Statec predicts that the tripartite measures will curb inflation in Luxembourg, which could result in indexation being pushed back by a few months.

Mere days after the government and the unions announced the tripartite's anti-inflation measures, national statistics agency Statec has drafted its latest predictions for the state of the economy. 
In a report published on 30 September, Statec said it expects inflation to be limited to 2.8% in 2023, compared to estimates of 6.6% if the tripartite had not taken place.

Background: Tripartite – the Luxembourg social model

The measures announced, with a particular focus on the energy crisis, as well as the VAT reduction, should help prevent energy prices from exploding by the end of the year. In total, they are estimated to cost the state €1.1bn euros.

Starting 1 October, there will be a price cap of 15% on gas, followed by a fuel discount of 15 cents per litre from 1 November.
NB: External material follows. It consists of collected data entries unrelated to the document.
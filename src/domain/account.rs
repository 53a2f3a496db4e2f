use chrono::{DateTime, Datelike, Utc};
use serde::{Deserialize, Serialize};
use strum::{Display, EnumString};
use uuid::Uuid;

#[derive(Debug, Clone, Serialize, Deserialize, PartialEq)]
pub struct Account {
    pub id: Uuid,
    /// Identity-provider subject id. Unique and immutable.
    pub subject: String,
    pub email: String,
    pub plan: PlanTier,
    pub ads_generated: i32,
    pub last_reset: DateTime<Utc>,
    pub created_at: DateTime<Utc>,
    pub updated_at: DateTime<Utc>,
}

#[derive(Debug, Clone, Copy, Serialize, Deserialize, PartialEq, Eq, Display, EnumString)]
#[strum(serialize_all = "snake_case")]
#[serde(rename_all = "snake_case")]
pub enum PlanTier {
    Free,
    Starter,
    Pro,
    Agency,
}

/// Monthly generation caps per plan tier. `None` means uncapped.
///
/// The numbers are configuration, not business logic; `AppConfig` overrides
/// the defaults from the environment.
#[derive(Debug, Clone, Copy, Serialize, Deserialize, PartialEq)]
pub struct PlanLimits {
    pub free: i32,
    pub starter: i32,
    pub pro: i32,
    pub agency: Option<i32>,
}

impl Default for PlanLimits {
    fn default() -> Self {
        Self {
            free: 5,
            starter: 50,
            pro: 100,
            agency: None,
        }
    }
}

impl PlanLimits {
    pub fn limit_for(&self, plan: PlanTier) -> Option<i32> {
        match plan {
            PlanTier::Free => Some(self.free),
            PlanTier::Starter => Some(self.starter),
            PlanTier::Pro => Some(self.pro),
            PlanTier::Agency => self.agency,
        }
    }
}

impl Account {
    pub fn new(subject: String, email: String) -> Self {
        let now = Utc::now();
        Self {
            id: Uuid::new_v4(),
            subject,
            email,
            plan: PlanTier::Free,
            ads_generated: 0,
            last_reset: now,
            created_at: now,
            updated_at: now,
        }
    }

    /// Stand-in address until the identity provider resolves the real one.
    pub fn placeholder_email(subject: &str) -> String {
        format!("{}@placeholder.email", subject)
    }

    /// True when `last_reset` falls in an earlier calendar month (or year)
    /// than `now`, i.e. the counter is due for its once-per-period reset.
    pub fn period_elapsed(&self, now: DateTime<Utc>) -> bool {
        self.last_reset.month() != now.month() || self.last_reset.year() != now.year()
    }
}

#[cfg(test)]
mod tests {
    use super::*;
    use chrono::TimeZone;

    #[test]
    fn limit_table_matches_tiers() {
        let limits = PlanLimits::default();
        assert_eq!(limits.limit_for(PlanTier::Free), Some(5));
        assert_eq!(limits.limit_for(PlanTier::Starter), Some(50));
        assert_eq!(limits.limit_for(PlanTier::Pro), Some(100));
        assert_eq!(limits.limit_for(PlanTier::Agency), None);
    }

    #[test]
    fn period_elapsed_across_month_boundary() {
        let mut account = Account::new("user-1".to_string(), "u@example.com".to_string());
        account.last_reset = Utc.with_ymd_and_hms(2025, 3, 31, 23, 0, 0).unwrap();

        let same_month = Utc.with_ymd_and_hms(2025, 3, 31, 23, 59, 0).unwrap();
        assert!(!account.period_elapsed(same_month));

        let next_month = Utc.with_ymd_and_hms(2025, 4, 1, 0, 1, 0).unwrap();
        assert!(account.period_elapsed(next_month));
    }

    #[test]
    fn period_elapsed_same_month_different_year() {
        let mut account = Account::new("user-1".to_string(), "u@example.com".to_string());
        account.last_reset = Utc.with_ymd_and_hms(2024, 5, 10, 12, 0, 0).unwrap();

        let next_year = Utc.with_ymd_and_hms(2025, 5, 10, 12, 0, 0).unwrap();
        assert!(account.period_elapsed(next_year));
    }

    #[test]
    fn plan_tier_round_trips_through_strings() {
        use std::str::FromStr;
        assert_eq!(PlanTier::Free.to_string(), "free");
        assert_eq!(PlanTier::from_str("agency").unwrap(), PlanTier::Agency);
        assert!(PlanTier::from_str("platinum").is_err());
    }
}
Then, in January 2023, electricity prices will be frozen.

Delayed indexation

According to Statec, the predicted slowdown in inflation will postpone the triggering of the index brackets. Without the government measures, the next wage increase would have been forecast to take place by the end of 2022.

As things stand, it is thought the next wage indexation will not come into being before the first quarter of 2023.
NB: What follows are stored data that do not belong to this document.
use crate::domain::{Account, GeneratedCopy, PlanTier, Platform, TargetingSuggestion};
use async_trait::async_trait;
use chrono::{DateTime, Utc};
use sqlx::{PgPool, Row};
use std::str::FromStr;
use thiserror::Error;
use uuid::Uuid;

#[derive(Error, Debug)]
pub enum RepositoryError {
    #[error("Database error: {0}")]
    DatabaseError(#[from] sqlx::Error),
    #[error("Not found: {0}")]
    NotFound(String),
    #[error("Invalid data: {0}")]
    InvalidData(String),
}

#[async_trait]
pub trait AccountRepository: Send + Sync {
    /// Load the account for an identity-provider subject, creating it with
    /// the FREE tier and a zero counter on first sight (upsert semantics).
    #[must_use]
    async fn get_or_create(&self, subject: &str, email: &str) -> Result<Account, RepositoryError>;
    /// Zero the counter if `last_reset` falls in an earlier calendar month
    /// than `now`. The guard and the write are one atomic statement, so the
    /// reset happens exactly once per period transition regardless of
    /// concurrent requests. Returns the fresh row either way.
    #[must_use]
    async fn reset_if_period_elapsed(
        &self,
        id: Uuid,
        now: DateTime<Utc>,
    ) -> Result<Account, RepositoryError>;
    /// Plan changes arrive from the billing collaborator keyed by subject.
    #[must_use]
    async fn update_plan(&self, subject: &str, plan: PlanTier) -> Result<(), RepositoryError>;
}

#[async_trait]
pub trait CopyRepository: Send + Sync {
    /// Store the copy and increment the owning account's counter in one
    /// transaction. The increment carries a `counter < limit` guard, so two
    /// concurrent requests racing for the last quota slot cannot both
    /// commit. Returns `(success, counter)`: on success the post-increment
    /// counter, on refusal the counter as it stood.
    #[must_use]
    async fn store_and_count(
        &self,
        copy: &GeneratedCopy,
        limit: Option<i32>,
    ) -> Result<(bool, i32), RepositoryError>;
    #[must_use]
    async fn list_by_account(
        &self,
        account_id: Uuid,
        limit: i64,
        offset: i64,
    ) -> Result<Vec<GeneratedCopy>, RepositoryError>;
}

pub struct PostgresAccountRepository {
    pool: PgPool,
}

impl PostgresAccountRepository {
    pub fn new(pool: PgPool) -> Self {
        Self { pool }
    }
}

#[async_trait]
impl AccountRepository for PostgresAccountRepository {
    async fn get_or_create(&self, subject: &str, email: &str) -> Result<Account, RepositoryError> {
        let account = Account::new(subject.to_string(), email.to_string());

        sqlx::query(
            r#"
            INSERT INTO accounts (id, subject, email, plan, ads_generated, last_reset, created_at, updated_at)
            VALUES ($1, $2, $3, $4, $5, $6, $7, $8)
            ON CONFLICT (subject) DO NOTHING
            "#,
        )
        .bind(account.id)
        .bind(&account.subject)
        .bind(&account.email)
        .bind(account.plan.to_string())
        .bind(account.ads_generated)
        .bind(account.last_reset)
        .bind(account.created_at)
        .bind(account.updated_at)
        .execute(&self.pool)
        .await?;

        let row = sqlx::query(
            r#"
            SELECT id, subject, email, plan, ads_generated, last_reset, created_at, updated_at
            FROM accounts
            WHERE subject = $1
            "#,
        )
        .bind(subject)
        .fetch_one(&self.pool)
        .await
        .map_err(|e| match e {
            sqlx::Error::RowNotFound => RepositoryError::NotFound(format!("Account {}", subject)),
            _ => RepositoryError::DatabaseError(e),
        })?;

        row_to_account(&row)
    }

    async fn reset_if_period_elapsed(
        &self,
        id: Uuid,
        now: DateTime<Utc>,
    ) -> Result<Account, RepositoryError> {
        sqlx::query(
            r#"
            UPDATE accounts
            SET ads_generated = 0, last_reset = $2, updated_at = $2
            WHERE id = $1
              AND (date_part('month', last_reset) <> date_part('month', $2::timestamptz)
                   OR date_part('year', last_reset) <> date_part('year', $2::timestamptz))
            "#,
        )
        .bind(id)
        .bind(now)
        .execute(&self.pool)
        .await?;

        let row = sqlx::query(
            r#"
            SELECT id, subject, email, plan, ads_generated, last_reset, created_at, updated_at
            FROM accounts
            WHERE id = $1
            "#,
        )
        .bind(id)
        .fetch_one(&self.pool)
        .await
        .map_err(|e| match e {
            sqlx::Error::RowNotFound => RepositoryError::NotFound(format!("Account {}", id)),
            _ => RepositoryError::DatabaseError(e),
        })?;

        row_to_account(&row)
    }

    async fn update_plan(&self, subject: &str, plan: PlanTier) -> Result<(), RepositoryError> {
        let result = sqlx::query(
            r#"
            UPDATE accounts
            SET plan = $1, updated_at = $2
            WHERE subject = $3
            "#,
        )
        .bind(plan.to_string())
        .bind(Utc::now())
        .bind(subject)
        .execute(&self.pool)
        .await?;

        if result.rows_affected() == 0 {
            return Err(RepositoryError::NotFound(format!("Account {}", subject)));
        }

        Ok(())
    }
}

fn row_to_account(row: &sqlx::postgres::PgRow) -> Result<Account, RepositoryError> {
    let plan_str: String = row.try_get("plan")?;
    let plan = PlanTier::from_str(&plan_str)
        .map_err(|_| RepositoryError::InvalidData(format!("Unknown plan: {}", plan_str)))?;

    Ok(Account {
        id: row.try_get("id")?,
        subject: row.try_get("subject")?,
        email: row.try_get("email")?,
        plan,
        ads_generated: row.try_get("ads_generated")?,
        last_reset: row.try_get("last_reset")?,
        created_at: row.try_get("created_at")?,
        updated_at: row.try_get("updated_at")?,
    })
}

pub struct PostgresCopyRepository {
    pool: PgPool,
}

impl PostgresCopyRepository {
    pub fn new(pool: PgPool) -> Self {
        Self { pool }
    }
}

#[async_trait]
impl CopyRepository for PostgresCopyRepository {
    async fn store_and_count(
        &self,
        copy: &GeneratedCopy,
        limit: Option<i32>,
    ) -> Result<(bool, i32), RepositoryError> {
        let mut tx = self.pool.begin().await?;

        let counted: Option<i32> = sqlx::query_scalar(
            r#"
            UPDATE accounts
            SET ads_generated = ads_generated + 1, updated_at = $3
            WHERE id = $1
              AND ($2::int IS NULL OR ads_generated < $2)
            RETURNING ads_generated
            "#,
        )
        .bind(copy.account_id)
        .bind(limit)
        .bind(Utc::now())
        .fetch_optional(&mut *tx)
        .await?;

        let counter = match counted {
            Some(counter) => counter,
            None => {
                // Quota raced out between the gate and the commit. Report the
                // standing counter so the caller can answer precisely.
                let current: i32 = sqlx::query_scalar(
                    "SELECT ads_generated FROM accounts WHERE id = $1",
                )
                .bind(copy.account_id)
                .fetch_one(&mut *tx)
                .await
                .map_err(|e| match e {
                    sqlx::Error::RowNotFound => {
                        RepositoryError::NotFound(format!("Account {}", copy.account_id))
                    }
                    _ => RepositoryError::DatabaseError(e),
                })?;
                tx.rollback().await?;
                return Ok((false, current));
            }
        };

        let targeting_json = copy
            .targeting
            .as_ref()
            .map(serde_json::to_value)
            .transpose()
            .map_err(|e| {
                RepositoryError::InvalidData(format!("Failed to serialize targeting: {}", e))
            })?;

        sqlx::query(
            r#"
            INSERT INTO generated_copies (id, account_id, platform, headline, body,
                                          call_to_action, targeting, recommended_budget, created_at)
            VALUES ($1, $2, $3, $4, $5, $6, $7, $8, $9)
            "#,
        )
        .bind(copy.id)
        .bind(copy.account_id)
        .bind(copy.platform.to_string())
        .bind(&copy.headline)
        .bind(&copy.body)
        .bind(&copy.call_to_action)
        .bind(targeting_json)
        .bind(&copy.recommended_budget)
        .bind(copy.created_at)
        .execute(&mut *tx)
        .await?;

        tx.commit().await?;
        Ok((true, counter))
    }

    async fn list_by_account(
        &self,
        account_id: Uuid,
        limit: i64,
        offset: i64,
    ) -> Result<Vec<GeneratedCopy>, RepositoryError> {
        let rows = sqlx::query(
            r#"
            SELECT id, account_id, platform, headline, body, call_to_action,
                   targeting, recommended_budget, created_at
            FROM generated_copies
            WHERE account_id = $1
            ORDER BY created_at DESC
            LIMIT $2 OFFSET $3
            "#,
        )
        .bind(account_id)
        .bind(limit)
        .bind(offset)
        .fetch_all(&self.pool)
        .await?;

        rows.iter().map(row_to_copy).collect()
    }
}

fn row_to_copy(row: &sqlx::postgres::PgRow) -> Result<GeneratedCopy, RepositoryError> {
    let platform_str: String = row.try_get("platform")?;
    let platform = Platform::from_str(&platform_str)
        .map_err(|_| RepositoryError::InvalidData(format!("Unknown platform: {}", platform_str)))?;

    let targeting: Option<TargetingSuggestion> = row
        .try_get::<Option<serde_json::Value>, _>("targeting")?
        .map(serde_json::from_value)
        .transpose()
        .map_err(|e| RepositoryError::InvalidData(format!("Invalid targeting data: {}", e)))?;

    Ok(GeneratedCopy {
        id: row.try_get("id")?,
        account_id: row.try_get("account_id")?,
        platform,
        headline: row.try_get("headline")?,
        body: row.try_get("body")?,
        call_to_action: row.try_get("call_to_action")?,
        targeting,
        recommended_budget: row.try_get("recommended_budget")?,
        created_at: row.try_get("created_at")?,
    })
}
Previously, it was forecast that a second index would have been triggered in early 2023, on top of the indexation postponed from July 2022 to April 2023.

Now, Statec estimates that there will be just one index in the first quarter next year, which will potentially be the only indexation triggered in 2023.

With the latest data at its disposal, Statec estimates that the tripartite measures will be successful in protecting Luxembourgers' purchasing power, particularly those with lower incomes.

In the report, Statec said: "The shortfall in indexed income has been overcompensated by lower spending and targeted measures", thus increasing purchasing power.